## Problem to solve
All that should come back is the lines of the data below from the one containing "ui.clock.delay_ms(duration_ms);" to the one containing "center_x - BUTTON_W", inclusive, exactly as they stand.

## Dataset

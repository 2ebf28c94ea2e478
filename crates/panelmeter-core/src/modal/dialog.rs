//! Modal message and confirmation dialogs.
//!
//! A dialog is a blocking call: it snapshots the pixels it is about to
//! cover, runs its own poll loop over the shared touch provider until
//! resolved, then pushes the snapshot back. While it runs, no other
//! widget sees the touch stream.

use log::debug;

use crate::ui::gfx::{Datum, FontId, Rect};
use crate::ui::widget::Widget;
use crate::ui::{palette, Clock, Gfx, TouchDigitizer, Ui};
use crate::widgets::PushButton;

const MSG_WIDTH: i32 = 236;
const MSG_HEIGHT: i32 = 124;
const BUTTON_W: i32 = 96;
const BUTTON_H: i32 = 34;

/// Icon shown in the left badge of the dialog.
#[derive(Debug, Clone, Copy, PartialEq, Eq)]
pub enum DialogIcon {
    Info,
    Query,
    Error,
}

impl DialogIcon {
    fn glyph(self) -> &'static str {
        match self {
            DialogIcon::Info => "i",
            DialogIcon::Query => "?",
            DialogIcon::Error => "!",
        }
    }
}

pub struct DialogBox;

impl DialogBox {
    /// Paint the dialog body. Does not save or restore anything.
    fn draw(gfx: &mut impl Gfx, msg1: &str, msg2: &str, icon: DialogIcon, with_buttons: bool) {
        let height = if with_buttons {
            MSG_HEIGHT
        } else {
            MSG_HEIGHT * 3 / 5
        };
        let center_x = crate::ui::DISPLAY_WIDTH_PX as i32 / 2;
        let center_y = crate::ui::DISPLAY_HEIGHT_PX as i32 / 2;
        let msg_center_y = if with_buttons {
            center_y - height / 4
        } else {
            center_y
        };
        debug!("dialog: {} {}", msg1, msg2);

        let body = Rect::new(center_x - MSG_WIDTH / 2, center_y - height / 2, MSG_WIDTH, height);
        gfx.draw_rect(body, palette::WHITE);
        gfx.draw_rect(body.inset(1), palette::WHITE);
        gfx.fill_rect(body.inset(2), palette::DIALOG_GREY);

        if msg2.is_empty() {
            gfx.draw_text(
                msg1,
                center_x + 10,
                msg_center_y,
                FontId::Body,
                Datum::MiddleCentre,
                palette::WHITE,
                Some(palette::DIALOG_GREY),
            );
        } else {
            gfx.draw_text(
                msg1,
                center_x + 10,
                msg_center_y - 8,
                FontId::Body,
                Datum::MiddleCentre,
                palette::WHITE,
                Some(palette::DIALOG_GREY),
            );
            gfx.draw_text(
                msg2,
                center_x + 10,
                msg_center_y + 10,
                FontId::Body,
                Datum::MiddleCentre,
                palette::WHITE,
                Some(palette::DIALOG_GREY),
            );
        }

        let badge_color = match icon {
            DialogIcon::Error => palette::RED,
            _ => palette::BLUE,
        };
        gfx.fill_round_rect(
            Rect::new(center_x - 104, msg_center_y - 18, 24, 36),
            4,
            badge_color,
        );
        gfx.draw_text(
            icon.glyph(),
            center_x - 93,
            msg_center_y + 2,
            FontId::Heading,
            Datum::MiddleCentre,
            palette::WHITE,
            Some(badge_color),
        );
    }

    /// Show a message for `duration_ms`, then restore the screen.
    pub fn message<G: Gfx, T: TouchDigitizer, C: Clock>(
        ui: &mut Ui<G, T, C>,
        msg1: &str,
        msg2: &str,
        duration_ms: u32,
        icon: DialogIcon,
    ) {
        let region = Self::cover_rect();
        let saved = ui.gfx.read_rect(region);
        Self::draw(&mut ui.gfx, msg1, msg2, icon, false);
        ui.gfx.present();
        ui.clock.delay_ms(duration_ms);
        ui.gfx.push_rect(region, &saved);
        ui.gfx.present();
        ui.clock.delay_ms(100);
    }

    /// Blocking OK / OK-Cancel dialog. Returns true when OK was pressed.
    /// No timeout: an unattended prompt blocks until answered.
    pub fn modal<G: Gfx, T: TouchDigitizer, C: Clock>(
        ui: &mut Ui<G, T, C>,
        msg1: &str,
        msg2: &str,
        icon: DialogIcon,
        with_cancel: bool,
    ) -> bool {
        let center_x = crate::ui::DISPLAY_WIDTH_PX as i32 / 2;
        let center_y = crate::ui::DISPLAY_HEIGHT_PX as i32 / 2;
        let region = Self::cover_rect();
        let saved = ui.gfx.read_rect(region);

        Self::draw(&mut ui.gfx, msg1, msg2, icon, true);
        let hint = if with_cancel {
            "Press OK or CANCEL to continue"
        } else {
            "Press OK to continue"
        };
        ui.gfx.draw_text(
            hint,
            center_x,
            center_y - 4,
            FontId::Body,
            Datum::TopCentre,
            palette::WHITE,
            Some(palette::DIALOG_GREY),
        );

        let button_y = center_y + 34;
        let mut btn_cancel = PushButton::new();
        let mut btn_ok = PushButton::new();
        let ok_x = if with_cancel {
            btn_cancel.init_center(
                center_x - BUTTON_W / 2 - 10,
                button_y,
                BUTTON_W,
                BUTTON_H,
                palette::WHITE,
                palette::BTN_GREY,
                palette::RED,
                2,
                FontId::Heading,
            );
            btn_cancel.set_label("CANCEL");
            btn_cancel.redraw(ui, true);
            center_x + BUTTON_W / 2 + 10
        } else {
            center_x
        };
        btn_ok.init_center(
            ok_x,
            button_y,
            BUTTON_W,
            BUTTON_H,
            palette::WHITE,
            palette::BTN_GREY,
            palette::GREEN,
            2,
            FontId::Heading,
        );
        btn_ok.set_label("OK");
        btn_ok.redraw(ui, true);

        let result = loop {
            ui.gfx.present();
            ui.touch.poll();
            if with_cancel && btn_cancel.check_pressed(ui, true) {
                break false;
            }
            if btn_ok.check_pressed(ui, true) {
                break true;
            }
            ui.clock.delay_ms(20);
        };

        ui.gfx.push_rect(region, &saved);
        ui.gfx.present();
        ui.clock.delay_ms(100);
        result
    }

    /// Region covered by the largest dialog layout.
    fn cover_rect() -> Rect {
        let center_x = crate::ui::DISPLAY_WIDTH_PX as i32 / 2;
        let center_y = crate::ui::DISPLAY_HEIGHT_PX as i32 / 2;
        Rect::new(
            center_x - MSG_WIDTH / 2,
            center_y - MSG_HEIGHT / 2,
            MSG_WIDTH,
            MSG_HEIGHT,
        )
    }
}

## Task output
        ui.clock.delay_ms(duration_ms);
        ui.gfx.push_rect(region, &saved);
        ui.gfx.present();
        ui.clock.delay_ms(100);
    }

    /// Blocking OK / OK-Cancel dialog. Returns true when OK was pressed.
    /// No timeout: an unattended prompt blocks until answered.
    pub fn modal<G: Gfx, T: TouchDigitizer, C: Clock>(
        ui: &mut Ui<G, T, C>,
        msg1: &str,
        msg2: &str,
        icon: DialogIcon,
        with_cancel: bool,
    ) -> bool {
        let center_x = crate::ui::DISPLAY_WIDTH_PX as i32 / 2;
        let center_y = crate::ui::DISPLAY_HEIGHT_PX as i32 / 2;
        let region = Self::cover_rect();
        let saved = ui.gfx.read_rect(region);

        Self::draw(&mut ui.gfx, msg1, msg2, icon, true);
        let hint = if with_cancel {
            "Press OK or CANCEL to continue"
        } else {
            "Press OK to continue"
        };
        ui.gfx.draw_text(
            hint,
            center_x,
            center_y - 4,
            FontId::Body,
            Datum::TopCentre,
            palette::WHITE,
            Some(palette::DIALOG_GREY),
        );

        let button_y = center_y + 34;
        let mut btn_cancel = PushButton::new();
        let mut btn_ok = PushButton::new();
        let ok_x = if with_cancel {
            btn_cancel.init_center(
                center_x - BUTTON_W / 2 - 10,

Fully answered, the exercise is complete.